|System: X360, PS3, PC||Review Rating Legend|
|Dev: Pandemic Studios||1.0 - 1.9 = Avoid||4.0 - 4.4 = Great|
|Pub: EA||2.0 - 2.4 = Poor||4.5 - 4.9 = Must Buy|
|Release: Dec. 8, 2009||2.5 - 2.9 = Average||5.0 = The Best|
|Players: 1||3.0 - 3.4 = Fair|
|ESRB Rating: Mature||3.5 - 3.9 = Good|
by Jonathan Marx
Pandemic Studios was simply too expensive for EA to maintain. At least that's the corporate line. Speculation persists that the recent closure of the development house was because they couldn't deliver a true AAA blockbuster despite being given ample budgets and timeframes. Whichever side of the argument you feel is correct, one thing's for sure, The Saboteur is a high note to close on. Taking the tired WWII setting and making it totally fresh was always going to be difficult, but Pandemic managed to make their game world both interesting and gorgeous. Combine the unique visual scheme with an expansive open-world and gamers can look forward to hours of quality gaming despite its utterly conventional gameplay.
Unfortunately, the timing of the closure of Pandemic Studios seems to have tarnished the release of The Saboteur. This is evidenced by the lack of buzz amongst gamers and the less than ideal reviews springing up across the Internet. While The Saboteur certainly doesn't have as sophisticated gameplay as is expected from a top title, it is still quite fun and will undoubtedly garner a rabid following; this is one game that will certainly be rated higher by consumers than by journalists. Rather than getting bogged down by its missteps and unpolished minutia, know that there's a quality gaming experience to be found here. The Saboteur is a fun, mature experience you'll likely enjoy in spite of its flaws.
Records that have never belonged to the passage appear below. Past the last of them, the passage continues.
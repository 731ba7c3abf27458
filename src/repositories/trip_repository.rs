// src/repositories/trip_repository.rs
//
// Visibility and aggregation for trips. The two counts are computed with
// correlated subqueries keyed by trip id; joining trips -> images -> likes
// and counting the joined rows would inflate both counts whenever a trip
// has more than one image (join fan-out).
use deadpool_postgres::Pool;
use tokio_postgres::Row;
use tokio_postgres::types::ToSql;
use uuid::Uuid;

use crate::dtos::trip_dtos::{TripFilterParams, TripOut};
use crate::errors::{ApiError, ValidationErrors};
use crate::models::trip::{Trip, TripCategory, TripStatus};
use crate::services::geocoding_services::Coordinates;
use crate::services::validation::ValidatedTrip;

const TRIP_SELECT: &str = "SELECT t.id, t.owner_id, u.username AS owner_username, t.place, \
     t.country, t.category, t.status, t.start_date, t.end_date, t.lat, t.lon, t.shared, \
     t.created_at, t.updated_at, \
     (SELECT COUNT(*) FROM images i WHERE i.trip_id = t.id) AS images_count, \
     (SELECT COUNT(*) FROM likes l JOIN images li ON li.id = l.image_id \
        WHERE li.trip_id = t.id) AS total_likes_count \
 FROM trips t \
 JOIN users u ON u.id = t.owner_id";

const TRIP_ORDER: &str = "ORDER BY t.created_at DESC, t.id DESC";

type SqlParam = Box<dyn ToSql + Sync + Send>;

pub struct TripRepository;

impl TripRepository {
    pub async fn list(
        pool: &Pool,
        requester: Option<Uuid>,
        filters: &TripFilterParams,
    ) -> Result<Vec<TripOut>, ApiError> {
        let (clauses, params) = build_trip_filters(requester, filters)?;
        let sql = format!(
            "{} WHERE {} {}",
            TRIP_SELECT,
            clauses.join(" AND "),
            TRIP_ORDER
        );

        let client = pool.get().await?;
        let refs: Vec<&(dyn ToSql + Sync)> = params
            .iter()
            .map(|p| p.as_ref() as &(dyn ToSql + Sync))
            .collect();
        let rows = client.query(sql.as_str(), &refs).await?;

        rows.iter().map(row_to_trip_out).collect()
    }

    /// Fetch one trip with its aggregates. Visibility is the caller's job;
    /// this only distinguishes present from absent.
    pub async fn get_annotated(pool: &Pool, id: i64) -> Result<Option<TripOut>, ApiError> {
        let sql = format!("{} WHERE t.id = $1", TRIP_SELECT);
        let client = pool.get().await?;
        let row = client.query_opt(sql.as_str(), &[&id]).await?;

        row.as_ref().map(row_to_trip_out).transpose()
    }

    /// Raw row without aggregates, for ownership and update merging.
    pub async fn get(pool: &Pool, id: i64) -> Result<Option<Trip>, ApiError> {
        let client = pool.get().await?;
        let row = client
            .query_opt(
                "SELECT id, owner_id, place, country, category, status, start_date, \
                 end_date, lat, lon, shared, created_at, updated_at \
                 FROM trips WHERE id = $1",
                &[&id],
            )
            .await?;

        row.as_ref().map(row_to_trip).transpose()
    }

    pub async fn create(
        pool: &Pool,
        owner_id: Uuid,
        trip: &ValidatedTrip,
        coords: Coordinates,
    ) -> Result<i64, ApiError> {
        let client = pool.get().await?;
        let row = client
            .query_one(
                "INSERT INTO trips (owner_id, place, country, category, status, \
                 start_date, end_date, lat, lon, shared) \
                 VALUES ($1, $2, $3, $4, $5, $6, $7, $8, $9, $10) RETURNING id",
                &[
                    &owner_id,
                    &trip.place,
                    &trip.country,
                    &trip.category.as_str(),
                    &trip.status.as_str(),
                    &trip.start_date,
                    &trip.end_date,
                    &coords.lat,
                    &coords.lon,
                    &trip.shared,
                ],
            )
            .await?;

        Ok(row.try_get("id")?)
    }

    pub async fn update(
        pool: &Pool,
        id: i64,
        trip: &ValidatedTrip,
        lat: Option<f64>,
        lon: Option<f64>,
    ) -> Result<(), ApiError> {
        let client = pool.get().await?;
        client
            .execute(
                "UPDATE trips SET place = $2, country = $3, category = $4, status = $5, \
                 start_date = $6, end_date = $7, lat = $8, lon = $9, shared = $10, \
                 updated_at = now() WHERE id = $1",
                &[
                    &id,
                    &trip.place,
                    &trip.country,
                    &trip.category.as_str(),
                    &trip.status.as_str(),
                    &trip.start_date,
                    &trip.end_date,
                    &lat,
                    &lon,
                    &trip.shared,
                ],
            )
            .await?;

        Ok(())
    }

    /// Images (and their likes) go with the trip via cascade.
    pub async fn delete(pool: &Pool, id: i64) -> Result<(), ApiError> {
        let client = pool.get().await?;
        client.execute("DELETE FROM trips WHERE id = $1", &[&id]).await?;
        Ok(())
    }
}

/// Compose the WHERE clauses for the trip list: the visibility predicate
/// first, then any requested filters. Filters that require an identity are
/// skipped for anonymous requesters. Returns the clauses and the params
/// they reference, in placeholder order.
pub fn build_trip_filters(
    requester: Option<Uuid>,
    filters: &TripFilterParams,
) -> Result<(Vec<String>, Vec<SqlParam>), ValidationErrors> {
    let mut clauses: Vec<String> = Vec::new();
    let mut params: Vec<SqlParam> = Vec::new();
    let mut errors = ValidationErrors::new();

    match requester {
        Some(user_id) => {
            params.push(Box::new(user_id));
            clauses.push(format!("(t.shared OR t.owner_id = ${})", params.len()));
        }
        None => clauses.push("t.shared".to_string()),
    }

    if let Some(username) = &filters.owner_username {
        params.push(Box::new(username.clone()));
        clauses.push(format!("u.username = ${}", params.len()));
    }

    if let Some(username) = &filters.owner_username_iexact {
        params.push(Box::new(username.clone()));
        clauses.push(format!("LOWER(u.username) = LOWER(${})", params.len()));
    }

    if let Some(country) = &filters.country {
        params.push(Box::new(country.clone()));
        clauses.push(format!("t.country = ${}", params.len()));
    }

    if let Some(place) = &filters.place {
        params.push(Box::new(place.clone()));
        clauses.push(format!("t.place = ${}", params.len()));
    }

    if let Some(raw) = &filters.category {
        match parse_multi::<TripCategory>(raw) {
            Ok(values) => {
                params.push(Box::new(values));
                clauses.push(format!("t.category = ANY(${})", params.len()));
            }
            Err(e) => errors.add("category", e),
        }
    }

    if let Some(raw) = &filters.status {
        match parse_multi::<TripStatus>(raw) {
            Ok(values) => {
                params.push(Box::new(values));
                clauses.push(format!("t.status = ANY(${})", params.len()));
            }
            Err(e) => errors.add("status", e),
        }
    }

    if let Some(start_date) = filters.start_date {
        params.push(Box::new(start_date));
        clauses.push(format!("t.start_date >= ${}", params.len()));
    }

    if let Some(end_date) = filters.end_date {
        params.push(Box::new(end_date));
        clauses.push(format!("t.end_date <= ${}", params.len()));
    }

    if filters.liked_by_user == Some(true) {
        if let Some(user_id) = requester {
            params.push(Box::new(user_id));
            clauses.push(format!(
                "EXISTS (SELECT 1 FROM likes l JOIN images li ON li.id = l.image_id \
                 WHERE li.trip_id = t.id AND l.owner_id = ${})",
                params.len()
            ));
        }
    }

    if filters.followed_users == Some(true) {
        if let Some(user_id) = requester {
            params.push(Box::new(user_id));
            clauses.push(format!(
                "EXISTS (SELECT 1 FROM followers f \
                 WHERE f.followed_id = t.owner_id AND f.owner_id = ${})",
                params.len()
            ));
        }
    }

    if !errors.is_empty() {
        return Err(errors);
    }

    Ok((clauses, params))
}

/// Comma-separated multi-select, validated against the enum.
fn parse_multi<T>(raw: &str) -> Result<Vec<String>, String>
where
    T: std::str::FromStr<Err = String>,
{
    raw.split(',')
        .map(str::trim)
        .filter(|s| !s.is_empty())
        .map(|s| s.parse::<T>().map(|_| s.to_string()))
        .collect()
}

fn row_to_trip_out(row: &Row) -> Result<TripOut, ApiError> {
    Ok(TripOut {
        id: row.try_get("id")?,
        owner_id: row.try_get("owner_id")?,
        owner_username: row.try_get("owner_username")?,
        place: row.try_get("place")?,
        country: row.try_get("country")?,
        category: parse_enum(row.try_get("category")?)?,
        status: parse_enum(row.try_get("status")?)?,
        start_date: row.try_get("start_date")?,
        end_date: row.try_get("end_date")?,
        lat: row.try_get("lat")?,
        lon: row.try_get("lon")?,
        shared: row.try_get("shared")?,
        created_at: row.try_get("created_at")?,
        updated_at: row.try_get("updated_at")?,
        images_count: row.try_get("images_count")?,
        total_likes_count: row.try_get("total_likes_count")?,
    })
}

fn row_to_trip(row: &Row) -> Result<Trip, ApiError> {
    Ok(Trip {
        id: row.try_get("id")?,
        owner_id: row.try_get("owner_id")?,
        place: row.try_get("place")?,
        country: row.try_get("country")?,
        category: parse_enum(row.try_get("category")?)?,
        status: parse_enum(row.try_get("status")?)?,
        start_date: row.try_get("start_date")?,
        end_date: row.try_get("end_date")?,
        lat: row.try_get("lat")?,
        lon: row.try_get("lon")?,
        shared: row.try_get("shared")?,
        created_at: row.try_get("created_at")?,
        updated_at: row.try_get("updated_at")?,
    })
}

fn parse_enum<T>(stored: String) -> Result<T, ApiError>
where
    T: std::str::FromStr<Err = String>,
{
    stored
        .parse()
        .map_err(|e: String| ApiError::Internal(format!("corrupt enum value in store: {}", e)))
}

#[cfg(test)]
mod tests {
    use super::*;

    #[test]
    fn anonymous_sees_only_shared() {
        let (clauses, params) =
            build_trip_filters(None, &TripFilterParams::default()).unwrap();
        assert_eq!(clauses, vec!["t.shared".to_string()]);
        assert!(params.is_empty());
    }

    #[test]
    fn authenticated_sees_shared_or_own() {
        let (clauses, params) =
            build_trip_filters(Some(Uuid::new_v4()), &TripFilterParams::default()).unwrap();
        assert_eq!(clauses, vec!["(t.shared OR t.owner_id = $1)".to_string()]);
        assert_eq!(params.len(), 1);
    }

    #[test]
    fn identity_filters_are_noops_for_anonymous() {
        let filters = TripFilterParams {
            liked_by_user: Some(true),
            followed_users: Some(true),
            ..Default::default()
        };
        let (clauses, params) = build_trip_filters(None, &filters).unwrap();
        assert_eq!(clauses, vec!["t.shared".to_string()]);
        assert!(params.is_empty());
    }

    #[test]
    fn identity_filters_apply_for_authenticated() {
        let filters = TripFilterParams {
            liked_by_user: Some(true),
            followed_users: Some(true),
            ..Default::default()
        };
        let (clauses, params) =
            build_trip_filters(Some(Uuid::new_v4()), &filters).unwrap();
        assert_eq!(clauses.len(), 3);
        assert_eq!(params.len(), 3);
        assert!(clauses[1].contains("l.owner_id = $2"));
        assert!(clauses[2].contains("f.owner_id = $3"));
    }

    #[test]
    fn filters_compose_with_sequential_placeholders() {
        let filters = TripFilterParams {
            country: Some("USA".to_string()),
            place: Some("New York".to_string()),
            start_date: Some(chrono::NaiveDate::from_ymd_opt(2025, 3, 1).unwrap()),
            end_date: Some(chrono::NaiveDate::from_ymd_opt(2025, 3, 31).unwrap()),
            ..Default::default()
        };
        let (clauses, params) =
            build_trip_filters(Some(Uuid::new_v4()), &filters).unwrap();

        assert_eq!(
            clauses,
            vec![
                "(t.shared OR t.owner_id = $1)".to_string(),
                "t.country = $2".to_string(),
                "t.place = $3".to_string(),
                "t.start_date >= $4".to_string(),
                "t.end_date <= $5".to_string(),
            ]
        );
        assert_eq!(params.len(), 5);
    }

    #[test]
    fn multi_select_enums_are_validated() {
        let filters = TripFilterParams {
            category: Some("Leisure,Family".to_string()),
            ..Default::default()
        };
        let (clauses, _) = build_trip_filters(None, &filters).unwrap();
        assert!(clauses.contains(&"t.category = ANY($1)".to_string()));

        let bad = TripFilterParams {
            category: Some("Leisure,Vacation".to_string()),
            ..Default::default()
        };
        let errors = build_trip_filters(None, &bad).unwrap_err();
        assert!(errors.field("category").is_some());
    }

    #[test]
    fn username_filters_exact_and_iexact() {
        let filters = TripFilterParams {
            owner_username: Some("Ada".to_string()),
            owner_username_iexact: Some("ada".to_string()),
            ..Default::default()
        };
        let (clauses, _) = build_trip_filters(None, &filters).unwrap();
        assert!(clauses.contains(&"u.username = $1".to_string()));
        assert!(clauses.contains(&"LOWER(u.username) = LOWER($2)".to_string()));
    }

    #[test]
    fn aggregate_subqueries_do_not_join_at_top_level() {
        // counts must come from correlated subqueries, not a fanned-out join
        assert!(TRIP_SELECT.contains("(SELECT COUNT(*) FROM images i WHERE i.trip_id = t.id)"));
        assert!(TRIP_SELECT.contains("(SELECT COUNT(*) FROM likes l JOIN images li"));
        assert!(!TRIP_SELECT.contains("LEFT JOIN images"));
        assert!(!TRIP_SELECT.contains("GROUP BY"));
    }
}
The Saboteur has players don the tweed cap of Sean Devlin, a hard-drinking Irish race car driver caught unexpectedly in the midst of the Nazi invasion of France during WWII. Hiding out in the seedy side of Paris, Sean secretly longs to exact revenge upon the occupying force that tortured and killed his best friend and turned his simple existence as a mechanic-turned-race car driver upside down. Joining the Parisian resistance, Sean uses his unique talents - fighting, shooting, demolitions, racing, climbing, and blending in - to become the city's (and later the frontline's) most prolific saboteur. Throughout the game, you'll take on missions to destroy petrol depots, save citizens from death squads, disrupt Nazi communications, derail trains, steal contraband, and take out key targets. An extensive black market and resistance network will aid you with loads of era-specific weaponry, explosives, safe houses, and intelligence briefings. The story spun along the way isn't particularly convincing, but it certainly provides for a lot of entertaining objectives to accomplish.
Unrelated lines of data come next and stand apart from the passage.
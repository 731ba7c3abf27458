use chrono::{DateTime, Utc};
use serde::Serialize;
use uuid::Uuid;

/// A follow relationship: `owner` follows `followed`. Unique per pair,
/// self-follow rejected before the insert is attempted.
#[derive(Debug, Clone, Serialize)]
pub struct Follower {
    pub id: i64,
    pub owner_id: Uuid,
    pub followed_id: Uuid,
    pub created_at: DateTime<Utc>,
}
As you complete these goals, the heavy police presence is greatly diminished. This essentially liberates the zone, giving the citizens hope and the urge to resist the invaders. This is a designed game mechanic known as the "Will to Fight". The game features a Film Noir-like filter that makes occupied zones dour in black and white. Once you succeed in liberating the area, this section of the city pops with brilliant colors. The stylized visual approach not only makes things easy for you to see the progress you've made, giving you a deeper sense of accomplishment, it also gives you're character and the resistance a stronger foothold; citizens will begin to fight back, evading Nazis becomes easier, and the resistance movement begins to spread.
Gameplay in The Saboteur, for the most part, is utterly conventional, lacking any semblance of creativity. Jacking cars, climbing buildings, third-person gun fights, and running from one objective to the next with the aid of an unerring mini-map are gaming mechanics we've encountered time and time again. Disappointingly, The Saboteur doesn't do anything substantial to make these tired tropes fresh or even standout. This open-world action title obviously models itself after GTA and Assassin's Creed (in addition to the copycat gameplay, mechanics such as zones of suspicion and alarm levels are simply mildly-tweaked versions of recognition and wanted levels found in Assassin's Creed and GTA, respectively), but the game can't hold a candle to either of them. Despite the formulaic nature, The Saboteur was competently made, and there's something about open-world, third-person action titles that draws gamers in regardless of the genre's overused nature. I just wish more care was taken to make the gameplay feel refined and unique rather than routine and mundane.
Controls in The Saboteur should have been a lot better. The only aspect that I felt was really good was the sticky cover. As long as you have a weapon out, the game will automatically get you into good positions. If you're unarmed (like while sneaking), you can tap the shoulder button and snap to cover all the same. Outside of cover, everything else is little more than sufficient. First of all, the driving controls, of which you'll be using constantly, are identical to those found in GTA IV, but you'll be driving one-ton hoop-dees from the 30s and 40s. Needless to say, driving is excruciatingly sluggish. The third-person shooting, outside of cover control, is wonky at best. If you've been playing Modern Warfare 2 lately, you'll think this game's broken.